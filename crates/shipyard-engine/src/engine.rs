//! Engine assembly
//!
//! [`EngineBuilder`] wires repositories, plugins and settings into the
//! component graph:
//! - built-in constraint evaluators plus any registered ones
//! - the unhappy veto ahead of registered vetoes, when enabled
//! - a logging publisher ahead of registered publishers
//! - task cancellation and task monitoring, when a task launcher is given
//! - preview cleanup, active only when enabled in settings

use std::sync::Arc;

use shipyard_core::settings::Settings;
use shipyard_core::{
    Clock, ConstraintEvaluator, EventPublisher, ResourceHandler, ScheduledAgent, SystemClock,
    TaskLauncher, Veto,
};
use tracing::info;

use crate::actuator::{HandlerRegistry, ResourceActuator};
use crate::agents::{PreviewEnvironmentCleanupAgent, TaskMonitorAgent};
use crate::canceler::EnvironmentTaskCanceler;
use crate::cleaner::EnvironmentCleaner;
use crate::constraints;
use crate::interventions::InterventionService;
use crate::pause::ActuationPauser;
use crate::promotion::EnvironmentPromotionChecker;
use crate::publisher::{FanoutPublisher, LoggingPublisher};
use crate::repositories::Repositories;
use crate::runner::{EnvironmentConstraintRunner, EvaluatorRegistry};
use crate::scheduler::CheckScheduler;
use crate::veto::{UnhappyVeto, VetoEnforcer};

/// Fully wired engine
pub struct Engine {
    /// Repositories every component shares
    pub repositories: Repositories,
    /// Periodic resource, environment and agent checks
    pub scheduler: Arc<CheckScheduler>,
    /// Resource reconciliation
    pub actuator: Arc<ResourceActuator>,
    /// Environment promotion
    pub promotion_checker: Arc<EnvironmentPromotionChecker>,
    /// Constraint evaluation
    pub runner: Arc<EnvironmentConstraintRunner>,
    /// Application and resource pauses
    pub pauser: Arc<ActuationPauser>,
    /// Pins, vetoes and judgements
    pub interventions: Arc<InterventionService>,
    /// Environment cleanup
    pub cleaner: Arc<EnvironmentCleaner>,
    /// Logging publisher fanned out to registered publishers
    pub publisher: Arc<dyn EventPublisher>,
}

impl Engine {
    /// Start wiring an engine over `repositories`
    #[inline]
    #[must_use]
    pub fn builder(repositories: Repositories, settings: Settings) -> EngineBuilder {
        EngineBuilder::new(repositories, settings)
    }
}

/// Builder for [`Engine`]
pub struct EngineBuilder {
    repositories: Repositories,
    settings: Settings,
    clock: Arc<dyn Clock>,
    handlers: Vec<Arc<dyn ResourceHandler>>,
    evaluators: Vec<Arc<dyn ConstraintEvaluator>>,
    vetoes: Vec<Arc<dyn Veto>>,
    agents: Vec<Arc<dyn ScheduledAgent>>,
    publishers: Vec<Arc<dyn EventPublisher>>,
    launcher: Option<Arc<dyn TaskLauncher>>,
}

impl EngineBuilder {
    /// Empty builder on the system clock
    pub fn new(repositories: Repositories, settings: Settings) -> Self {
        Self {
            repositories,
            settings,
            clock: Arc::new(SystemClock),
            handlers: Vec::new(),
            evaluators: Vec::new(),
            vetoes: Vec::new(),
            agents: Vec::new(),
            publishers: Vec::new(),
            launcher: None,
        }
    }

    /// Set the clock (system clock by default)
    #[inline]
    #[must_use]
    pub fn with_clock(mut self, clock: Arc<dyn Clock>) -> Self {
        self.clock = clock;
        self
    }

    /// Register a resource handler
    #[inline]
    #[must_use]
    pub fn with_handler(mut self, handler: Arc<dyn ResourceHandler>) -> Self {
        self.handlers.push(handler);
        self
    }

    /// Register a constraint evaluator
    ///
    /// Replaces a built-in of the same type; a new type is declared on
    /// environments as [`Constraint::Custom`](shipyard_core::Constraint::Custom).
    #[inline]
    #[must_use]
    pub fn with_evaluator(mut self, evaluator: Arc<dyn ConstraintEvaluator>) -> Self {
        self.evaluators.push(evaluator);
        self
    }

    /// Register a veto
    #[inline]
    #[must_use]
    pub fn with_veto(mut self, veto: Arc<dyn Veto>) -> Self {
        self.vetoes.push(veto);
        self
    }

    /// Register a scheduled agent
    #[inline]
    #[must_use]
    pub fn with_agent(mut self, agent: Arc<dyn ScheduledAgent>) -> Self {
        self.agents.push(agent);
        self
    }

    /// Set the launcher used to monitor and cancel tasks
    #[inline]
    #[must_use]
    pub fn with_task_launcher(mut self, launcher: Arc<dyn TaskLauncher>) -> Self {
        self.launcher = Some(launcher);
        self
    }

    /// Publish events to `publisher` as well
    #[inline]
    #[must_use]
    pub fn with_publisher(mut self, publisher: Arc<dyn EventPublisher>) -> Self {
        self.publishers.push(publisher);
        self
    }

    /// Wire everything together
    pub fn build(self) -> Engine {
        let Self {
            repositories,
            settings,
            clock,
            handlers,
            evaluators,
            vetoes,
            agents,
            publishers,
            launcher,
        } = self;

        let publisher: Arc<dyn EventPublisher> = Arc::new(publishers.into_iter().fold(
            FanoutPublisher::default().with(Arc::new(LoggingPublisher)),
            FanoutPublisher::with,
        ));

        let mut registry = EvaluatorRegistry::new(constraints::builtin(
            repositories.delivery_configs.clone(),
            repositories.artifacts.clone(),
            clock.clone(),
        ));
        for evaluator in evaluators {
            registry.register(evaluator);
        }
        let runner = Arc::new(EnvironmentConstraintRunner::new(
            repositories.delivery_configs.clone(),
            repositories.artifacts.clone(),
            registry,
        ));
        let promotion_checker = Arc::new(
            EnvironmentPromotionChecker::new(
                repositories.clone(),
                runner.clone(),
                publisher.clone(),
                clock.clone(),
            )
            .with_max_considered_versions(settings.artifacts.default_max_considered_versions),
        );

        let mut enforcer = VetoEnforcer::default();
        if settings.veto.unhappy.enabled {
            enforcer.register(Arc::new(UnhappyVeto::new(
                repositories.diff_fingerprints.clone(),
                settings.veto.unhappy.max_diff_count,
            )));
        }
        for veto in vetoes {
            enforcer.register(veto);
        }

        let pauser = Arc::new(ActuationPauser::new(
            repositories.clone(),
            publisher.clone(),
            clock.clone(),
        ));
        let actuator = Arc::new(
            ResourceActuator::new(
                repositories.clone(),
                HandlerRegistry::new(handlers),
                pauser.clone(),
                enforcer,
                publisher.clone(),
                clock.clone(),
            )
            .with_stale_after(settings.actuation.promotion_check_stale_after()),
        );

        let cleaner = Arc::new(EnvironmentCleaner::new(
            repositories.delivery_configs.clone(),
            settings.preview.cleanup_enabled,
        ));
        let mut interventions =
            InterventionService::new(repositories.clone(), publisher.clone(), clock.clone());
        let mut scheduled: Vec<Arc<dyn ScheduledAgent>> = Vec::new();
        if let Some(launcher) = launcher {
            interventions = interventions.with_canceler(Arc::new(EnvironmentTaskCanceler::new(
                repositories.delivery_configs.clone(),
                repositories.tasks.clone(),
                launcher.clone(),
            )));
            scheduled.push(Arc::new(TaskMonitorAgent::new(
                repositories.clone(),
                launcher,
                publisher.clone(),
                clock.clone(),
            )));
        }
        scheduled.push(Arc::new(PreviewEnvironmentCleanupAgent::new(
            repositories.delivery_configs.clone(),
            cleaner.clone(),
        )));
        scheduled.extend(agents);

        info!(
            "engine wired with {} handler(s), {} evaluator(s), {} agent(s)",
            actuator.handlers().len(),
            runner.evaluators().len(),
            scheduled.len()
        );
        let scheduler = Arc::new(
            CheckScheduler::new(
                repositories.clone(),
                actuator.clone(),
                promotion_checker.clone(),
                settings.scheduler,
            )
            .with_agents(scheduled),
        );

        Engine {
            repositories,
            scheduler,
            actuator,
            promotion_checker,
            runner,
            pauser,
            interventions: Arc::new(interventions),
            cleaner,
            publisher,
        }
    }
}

* [What you need to do]
Starting with the first line of the listing, output each line exactly until you have included the one containing "of registered publishers".

* [Response to the task]
filename crates/shipyard-engine/src/engine.rs
//! Engine assembly
//!
//! [`EngineBuilder`] wires repositories, plugins and settings into the
//! component graph:
//! - built-in constraint evaluators plus any registered ones
//! - the unhappy veto ahead of registered vetoes, when enabled
//! - a logging publisher ahead of registered publishers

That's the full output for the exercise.